→ **Saved data entries**:
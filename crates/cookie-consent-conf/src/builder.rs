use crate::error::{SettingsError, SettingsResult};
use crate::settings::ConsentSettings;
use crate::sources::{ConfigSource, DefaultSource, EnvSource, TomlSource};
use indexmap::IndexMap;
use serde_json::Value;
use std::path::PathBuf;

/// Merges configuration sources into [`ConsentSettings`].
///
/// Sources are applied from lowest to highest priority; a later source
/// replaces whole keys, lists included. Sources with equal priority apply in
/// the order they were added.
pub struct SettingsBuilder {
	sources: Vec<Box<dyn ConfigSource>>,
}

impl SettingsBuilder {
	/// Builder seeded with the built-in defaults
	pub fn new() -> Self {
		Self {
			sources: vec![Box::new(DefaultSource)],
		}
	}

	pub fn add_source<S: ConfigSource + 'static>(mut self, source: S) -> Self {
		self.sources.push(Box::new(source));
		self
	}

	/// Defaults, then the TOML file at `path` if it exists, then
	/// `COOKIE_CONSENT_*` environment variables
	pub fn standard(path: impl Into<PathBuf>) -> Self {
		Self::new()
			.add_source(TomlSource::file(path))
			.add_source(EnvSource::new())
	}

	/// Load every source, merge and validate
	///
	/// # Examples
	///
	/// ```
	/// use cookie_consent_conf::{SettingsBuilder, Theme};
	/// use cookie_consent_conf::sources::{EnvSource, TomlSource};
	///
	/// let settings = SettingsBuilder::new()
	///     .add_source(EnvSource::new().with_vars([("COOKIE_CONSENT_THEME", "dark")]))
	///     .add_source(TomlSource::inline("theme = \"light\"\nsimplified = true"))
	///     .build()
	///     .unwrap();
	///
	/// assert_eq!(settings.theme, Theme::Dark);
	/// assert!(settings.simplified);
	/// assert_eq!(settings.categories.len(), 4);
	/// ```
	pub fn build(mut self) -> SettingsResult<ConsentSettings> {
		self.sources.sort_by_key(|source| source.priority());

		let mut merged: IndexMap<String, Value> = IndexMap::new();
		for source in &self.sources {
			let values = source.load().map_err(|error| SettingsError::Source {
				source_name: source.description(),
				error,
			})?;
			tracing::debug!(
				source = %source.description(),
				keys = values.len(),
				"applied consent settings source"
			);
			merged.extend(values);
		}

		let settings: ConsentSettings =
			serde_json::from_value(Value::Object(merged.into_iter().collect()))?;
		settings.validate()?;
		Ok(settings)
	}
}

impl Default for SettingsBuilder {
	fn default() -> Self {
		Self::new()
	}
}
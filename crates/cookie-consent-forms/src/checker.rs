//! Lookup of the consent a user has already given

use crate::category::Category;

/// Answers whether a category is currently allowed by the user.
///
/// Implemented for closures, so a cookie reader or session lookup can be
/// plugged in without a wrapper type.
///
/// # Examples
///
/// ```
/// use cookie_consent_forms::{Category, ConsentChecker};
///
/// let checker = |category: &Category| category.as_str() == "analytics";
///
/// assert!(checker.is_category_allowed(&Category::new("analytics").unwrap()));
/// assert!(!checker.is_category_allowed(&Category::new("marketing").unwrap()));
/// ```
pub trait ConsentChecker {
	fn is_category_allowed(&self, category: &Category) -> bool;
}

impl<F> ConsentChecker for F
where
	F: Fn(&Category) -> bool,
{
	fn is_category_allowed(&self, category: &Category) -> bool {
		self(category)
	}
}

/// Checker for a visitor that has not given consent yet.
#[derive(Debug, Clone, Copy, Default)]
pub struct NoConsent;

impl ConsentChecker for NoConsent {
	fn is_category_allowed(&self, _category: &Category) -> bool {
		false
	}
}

→ **Try it**: Could you restate word for word the lines above, from the one that contains "merged.extend(values);" through the one that contains "filename crates/cookie-consent-forms/src/checker.rs", and no others?

→ **Exercise response**:
			merged.extend(values);
		}

		let settings: ConsentSettings =
			serde_json::from_value(Value::Object(merged.into_iter().collect()))?;
		settings.validate()?;
		Ok(settings)
	}
}

impl Default for SettingsBuilder {
	fn default() -> Self {
		Self::new()
	}
}
filename crates/cookie-consent-forms/src/checker.rs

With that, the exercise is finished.